My first question in confronting the face of evil is in asking myself how it is that I entertain myself. Do I see death, violence, and mayhem sources of entertainment? Our culture certainly does! Be it violent video games, violent movies, violent music, violent TV shows, and that list goes on…violence has become a mainstay in our entertainment culture. Taking pleasure in viewing and participating in violence most assuredly does not feed virtue and speaks nothing of selfless love. It feeds vice, it feeds revenge and it feeds hate and intolerance. It feeds every depravity of the human heart. But the entertainment aspect also flows into our culture of gossip. Why do we feel the necessity to trash another person’s reputation as a way of entertaining ourselves? Why do we feel the freedom to speculate and badger? I am no fan of most music as of late, but I look at the likes of a Britney Spears or Justin Beiber and see how they are stalked, ridiculed, belittled, and quite frankly, bullied and wonder why we have the audacity to wonder why these kids implode. I see it in the digging remarks I make for no other reason than to run my foolish mouth. We cannot entertain ourselves with evil and expect good to come of it.

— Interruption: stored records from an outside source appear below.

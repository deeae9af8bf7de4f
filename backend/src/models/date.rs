use chrono::{Days, NaiveDate};
use serde::*;
use std::fmt;
use std::str::FromStr;

/// Storage format of `measurement.date`.
pub const DATE_FORMAT: &str = "%Y-%m-%d";

/// Length of the trailing window used by the "last 12 months" queries.
pub const ONE_YEAR_DAYS: u64 = 365;

/// Error returned when a string is not a `YYYY-MM-DD` calendar date.
#[derive(Debug, Clone, PartialEq, Eq, thiserror::Error)]
#[error("'{input}' is not a valid YYYY-MM-DD date")]
pub struct DateParseError {
    pub input: String,
}

/// A calendar date as stored in the measurement table.
///
/// Displays and serializes as `YYYY-MM-DD`, so the string form compares the
/// same way the stored text column does.
#[derive(Debug, Clone, Copy, PartialEq, Eq, PartialOrd, Ord, Hash)]
pub struct ObservationDate(NaiveDate);

impl ObservationDate {
    pub fn new(date: NaiveDate) -> Self {
        Self(date)
    }

    /// Strict parse: exactly ten characters, zero-padded.
    pub fn parse(value: &str) -> Result<Self, DateParseError> {
        let err = || DateParseError {
            input: value.to_string(),
        };
        // chrono accepts "2017-8-3" for %m/%d, which would break text ordering
        if value.len() != 10 {
            return Err(err());
        }
        NaiveDate::parse_from_str(value, DATE_FORMAT)
            .map(Self)
            .map_err(|_| err())
    }

    pub fn value(&self) -> NaiveDate {
        self.0
    }

    /// The date 365 days earlier.
    pub fn one_year_before(&self) -> Option<Self> {
        self.0.checked_sub_days(Days::new(ONE_YEAR_DAYS)).map(Self)
    }
}

impl fmt::Display for ObservationDate {
    fn fmt(&self, f: &mut fmt::Formatter<'_>) -> fmt::Result {
        write!(f, "{}", self.0.format(DATE_FORMAT))
    }
}

impl FromStr for ObservationDate {
    type Err = DateParseError;

    fn from_str(s: &str) -> Result<Self, Self::Err> {
        Self::parse(s)
    }
}

impl From<NaiveDate> for ObservationDate {
    fn from(date: NaiveDate) -> Self {
        Self(date)
    }
}

impl Serialize for ObservationDate {
    fn serialize<S: Serializer>(&self, serializer: S) -> Result<S::Ok, S::Error> {
        serializer.collect_str(self)
    }
}

impl<'de> Deserialize<'de> for ObservationDate {
    fn deserialize<D: Deserializer<'de>>(deserializer: D) -> Result<Self, D::Error> {
        let raw = String::deserialize(deserializer)?;
        Self::parse(&raw).map_err(de::Error::custom)
    }
}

My second question is how I respect the dignity and integrity of others. Evil has respect for neither. Good is cautious with both. The first step to fomenting evil is to strip away the humanity of another. Nazi Germany did this with the Jews. It was necessary for the propagation of chattel slavery. It is absolutely necessary for the practice of pornography. It is absolutely necessary for abortion. It is needed for gossip and every other evil we inflict. If I do not respect you as a human being, then it justifies whatever evil I inflict. If we expect evil to be conquered both in our own hearts and in our society, respecting the dignity and integrity of others is paramount. Our faith teaches us that our lives are to a reflection of the love of God. We are taught to treat others as we would want to be treated. This includes responding with forgiveness. Forgiveness stops evil in its tracks.
We lack the ability to control the human heart. No law can change the human heart. The only thing that changes the human heart is selfless love. It is our practice of this, or lack thereof, that altars the face and aftermath of evil. Revenge begets revenge. Hate begets hate. If we expect the cycle of evil and its aftermath to ever change for the better, then it will have to change within the hearts of every human person. While this seems impossible, it was because Christ wanted to afford each of this the means and grace to accomplish that He came and for which he selflessly offered His life on the cross.